REQUIRED WORK
From the first line through the line containing "image by name.", transcribe the records exactly and include no other lines.

(Collected data)
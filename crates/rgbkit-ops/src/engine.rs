//! Name-addressed operations over a [`Catalog`].
//!
//! [`Engine`] resolves source (and mask) names, runs the pure functions from
//! the other modules, and stores the result under the destination name.
//! Nothing is written when an operation fails, so a failed command leaves
//! the catalog exactly as it was.
//!
//! # Example
//!
//! ```rust
//! use rgbkit_core::PixelBuffer;
//! use rgbkit_ops::Engine;
//!
//! let mut engine = Engine::new();
//! engine.insert("img", PixelBuffer::filled(4, 4, [100, 100, 100]).unwrap());
//! engine.brighten(20, "img", "bright").unwrap();
//! assert_eq!(engine.get("bright").unwrap().pixel(0, 0), [120, 120, 120]);
//! ```

use crate::catalog::Catalog;
use crate::composite::{apply_masked, split_view, MaskedOp, SplitOp};
use crate::histogram::{color_correct, render};
use crate::levels::{levels_adjust, Levels};
use crate::point::{brighten, flip, rgb_combine, rgb_split, Component, FlipDirection};
use crate::resize::downscale;
use crate::wavelet::compress;
use crate::{OpsError, OpsResult};
use rgbkit_core::PixelBuffer;
#[allow(unused_imports)]
use tracing::{debug, trace};

/// Image operations addressed by catalog name.
#[derive(Debug, Default)]
pub struct Engine {
    catalog: Catalog,
}

impl Engine {
    /// Creates an engine with an empty catalog.
    pub fn new() -> Self {
        Self::default()
    }

    /// Read access to the underlying catalog.
    pub fn catalog(&self) -> &Catalog {
        &self.catalog
    }

    /// Looks up an image by name.
    pub fn get(&self, name: &str) -> OpsResult<&PixelBuffer> {
        self.catalog.get(name)
    }

    /// Stores an image, replacing any previous one with the same name.
    pub fn insert(&mut self, name: &str, image: PixelBuffer) {
        if self.catalog.insert(name, image).is_some() {
            debug!(name, "replaced existing image");
        }
    }

    fn store(&mut self, dst: &str, image: PixelBuffer) -> OpsResult<()> {
        self.insert(dst, image);
        Ok(())
    }

    /// Runs a maskable operation, optionally gated by the image named `mask`.
    pub fn apply(&mut self, op: MaskedOp, src: &str, mask: Option<&str>, dst: &str) -> OpsResult<()> {
        let source = self.catalog.get(src)?;
        let out = match mask {
            Some(mask) => apply_masked(source, self.catalog.get(mask)?, op)?,
            None => op.apply(source),
        };
        self.store(dst, out)
    }

    /// Channel or derived component visualization.
    pub fn component(
        &mut self,
        kind: Component,
        src: &str,
        mask: Option<&str>,
        dst: &str,
    ) -> OpsResult<()> {
        self.apply(MaskedOp::Component(kind), src, mask, dst)
    }

    /// 3x3 blur.
    pub fn blur(&mut self, src: &str, mask: Option<&str>, dst: &str) -> OpsResult<()> {
        self.apply(MaskedOp::Blur, src, mask, dst)
    }

    /// 5x5 sharpen.
    pub fn sharpen(&mut self, src: &str, mask: Option<&str>, dst: &str) -> OpsResult<()> {
        self.apply(MaskedOp::Sharpen, src, mask, dst)
    }

    /// Sepia tone.
    pub fn sepia(&mut self, src: &str, mask: Option<&str>, dst: &str) -> OpsResult<()> {
        self.apply(MaskedOp::Sepia, src, mask, dst)
    }

    /// Greyscale by intensity, or by `component` when given.
    pub fn greyscale(
        &mut self,
        component: Option<Component>,
        src: &str,
        mask: Option<&str>,
        dst: &str,
    ) -> OpsResult<()> {
        let op = component.map_or(MaskedOp::Greyscale, MaskedOp::Component);
        self.apply(op, src, mask, dst)
    }

    /// Horizontal or vertical mirror.
    pub fn flip(&mut self, direction: FlipDirection, src: &str, dst: &str) -> OpsResult<()> {
        let out = flip(self.catalog.get(src)?, direction);
        self.store(dst, out)
    }

    /// Adds `amount` to every sample.
    pub fn brighten(&mut self, amount: i32, src: &str, dst: &str) -> OpsResult<()> {
        let out = brighten(self.catalog.get(src)?, amount);
        self.store(dst, out)
    }

    /// Stores the red, green and blue channel images under three names.
    pub fn rgb_split(&mut self, src: &str, dst: [&str; 3]) -> OpsResult<()> {
        let parts = rgb_split(self.catalog.get(src)?);
        for (name, image) in dst.into_iter().zip(parts) {
            self.insert(name, image);
        }
        Ok(())
    }

    /// Reassembles an image from three channel images.
    pub fn rgb_combine(&mut self, dst: &str, src: [&str; 3]) -> OpsResult<()> {
        let [r, g, b] = src;
        let out = rgb_combine(
            self.catalog.get(r)?,
            self.catalog.get(g)?,
            self.catalog.get(b)?,
        )?;
        self.store(dst, out)
    }

    /// Stores a rendered 256x256 histogram of `src`.
    pub fn histogram(&mut self, src: &str, dst: &str) -> OpsResult<()> {
        let out = render(self.catalog.get(src)?)?;
        self.store(dst, out)
    }

    /// Aligns channel histogram peaks.
    pub fn color_correct(&mut self, src: &str, dst: &str) -> OpsResult<()> {
        let out = color_correct(self.catalog.get(src)?);
        self.store(dst, out)
    }

    /// Black/mid/white levels curve.
    pub fn levels_adjust(
        &mut self,
        black: i32,
        mid: i32,
        white: i32,
        src: &str,
        dst: &str,
    ) -> OpsResult<()> {
        let levels = Levels::new(black, mid, white)?;
        let out = levels_adjust(self.catalog.get(src)?, &levels);
        self.store(dst, out)
    }

    /// Applies `op` to the left `percent` of the columns.
    pub fn split(&mut self, op: &SplitOp, src: &str, dst: &str, percent: i32) -> OpsResult<()> {
        let out = split_view(self.catalog.get(src)?, percent, op)?;
        self.store(dst, out)
    }

    /// Haar wavelet compression.
    pub fn compress(&mut self, percent: f64, src: &str, dst: &str) -> OpsResult<()> {
        let out = compress(self.catalog.get(src)?, percent)?;
        self.store(dst, out)
    }

    /// Bilinear downscale to `width` x `height`.
    pub fn downscale(&mut self, width: i32, height: i32, src: &str, dst: &str) -> OpsResult<()> {
        let source = self.catalog.get(src)?;
        let (Ok(w), Ok(h)) = (u32::try_from(width), u32::try_from(height)) else {
            return Err(OpsError::invalid(format!(
                "invalid dimensions for downscaling: {width}x{height}"
            )));
        };
        let out = downscale(source, w, h)?;
        self.store(dst, out)
    }
}

#[cfg(test)]
mod tests {
    use super::*;
    use crate::filter::blur;
    use crate::point::sepia;

    fn engine_with(name: &str, image: PixelBuffer) -> Engine {
        let mut engine = Engine::new();
        engine.insert(name, image);
        engine
    }

    fn gradient() -> PixelBuffer {
        PixelBuffer::from_fn(6, 4, |x, y| [(x * 40) as u8, (y * 60) as u8, 77]).unwrap()
    }

    #[test]
    fn test_missing_source() {
        let mut engine = Engine::new();
        assert!(matches!(
            engine.blur("nope", None, "out"),
            Err(OpsError::NotFound(n)) if n == "nope"
        ));
        assert!(!engine.catalog().contains("out"));
    }

    #[test]
    fn test_missing_mask() {
        let mut engine = engine_with("img", gradient());
        assert!(matches!(
            engine.sepia("img", Some("mask"), "out"),
            Err(OpsError::NotFound(_))
        ));
        assert!(!engine.catalog().contains("out"));
    }

    #[test]
    fn test_failure_leaves_destination() {
        let mut engine = engine_with("img", gradient());
        engine.insert("out", PixelBuffer::new(1, 1).unwrap());
        assert!(engine.compress(150.0, "img", "out").is_err());
        assert!(engine.levels_adjust(10, 5, 200, "img", "out").is_err());
        assert!(engine.downscale(-1, 2, "img", "out").is_err());
        assert_eq!(engine.get("out").unwrap().dimensions(), (1, 1));
    }

    #[test]
    fn test_masked_and_plain() {
        let mut engine = engine_with("img", gradient());
        engine.insert("mask", PixelBuffer::new(6, 4).unwrap());
        engine.blur("img", None, "a").unwrap();
        engine.blur("img", Some("mask"), "b").unwrap();
        let expected = blur(&gradient());
        assert_eq!(engine.get("a").unwrap(), &expected);
        assert_eq!(engine.get("b").unwrap(), &expected);
    }

    #[test]
    fn test_greyscale_component() {
        let mut engine = engine_with("img", PixelBuffer::filled(2, 2, [10, 200, 30]).unwrap());
        engine.greyscale(None, "img", None, "avg").unwrap();
        engine.greyscale(Some(Component::Value), "img", None, "val").unwrap();
        assert_eq!(engine.get("avg").unwrap().pixel(0, 0), [80, 80, 80]);
        assert_eq!(engine.get("val").unwrap().pixel(0, 0), [200, 200, 200]);
    }

    #[test]
    fn test_split_and_combine() {
        let mut engine = engine_with("img", gradient());
        engine.rgb_split("img", ["r", "g", "b"]).unwrap();
        engine.rgb_combine("back", ["r", "g", "b"]).unwrap();
        assert_eq!(engine.get("back").unwrap(), &gradient());
    }

    #[test]
    fn test_in_place_destination() {
        let mut engine = engine_with("img", gradient());
        engine.sepia("img", None, "img").unwrap();
        assert_eq!(engine.get("img").unwrap(), &sepia(&gradient()));
    }

    #[test]
    fn test_shape_changing_ops() {
        let mut engine = engine_with("img", gradient());
        engine.histogram("img", "hist").unwrap();
        assert_eq!(engine.get("hist").unwrap().dimensions(), (256, 256));
        engine.downscale(3, 2, "img", "small").unwrap();
        assert_eq!(engine.get("small").unwrap().dimensions(), (3, 2));
        engine.compress(30.0, "img", "comp").unwrap();
        assert_eq!(engine.get("comp").unwrap().dimensions(), (6, 4));
    }

    #[test]
    fn test_split_op() {
        let mut engine = engine_with("img", gradient());
        engine.split(&SplitOp::Sepia, "img", "s", 100).unwrap();
        assert_eq!(engine.get("s").unwrap(), &sepia(&gradient()));
    }
}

RESULT OF THE TASK
filename crates/rgbkit-ops/src/engine.rs
//! Name-addressed operations over a [`Catalog`].
//!
//! [`Engine`] resolves source (and mask) names, runs the pure functions from
//! the other modules, and stores the result under the destination name.
//! Nothing is written when an operation fails, so a failed command leaves
//! the catalog exactly as it was.
//!
//! # Example
//!
//! ```rust
//! use rgbkit_core::PixelBuffer;
//! use rgbkit_ops::Engine;
//!
//! let mut engine = Engine::new();
//! engine.insert("img", PixelBuffer::filled(4, 4, [100, 100, 100]).unwrap());
//! engine.brighten(20, "img", "bright").unwrap();
//! assert_eq!(engine.get("bright").unwrap().pixel(0, 0), [120, 120, 120]);
//! ```

use crate::catalog::Catalog;
use crate::composite::{apply_masked, split_view, MaskedOp, SplitOp};
use crate::histogram::{color_correct, render};
use crate::levels::{levels_adjust, Levels};
use crate::point::{brighten, flip, rgb_combine, rgb_split, Component, FlipDirection};
use crate::resize::downscale;
use crate::wavelet::compress;
use crate::{OpsError, OpsResult};
use rgbkit_core::PixelBuffer;
#[allow(unused_imports)]
use tracing::{debug, trace};

/// Image operations addressed by catalog name.
#[derive(Debug, Default)]
pub struct Engine {
    catalog: Catalog,
}

impl Engine {
    /// Creates an engine with an empty catalog.
    pub fn new() -> Self {
        Self::default()
    }

    /// Read access to the underlying catalog.
    pub fn catalog(&self) -> &Catalog {
        &self.catalog
    }

    /// Looks up an image by name.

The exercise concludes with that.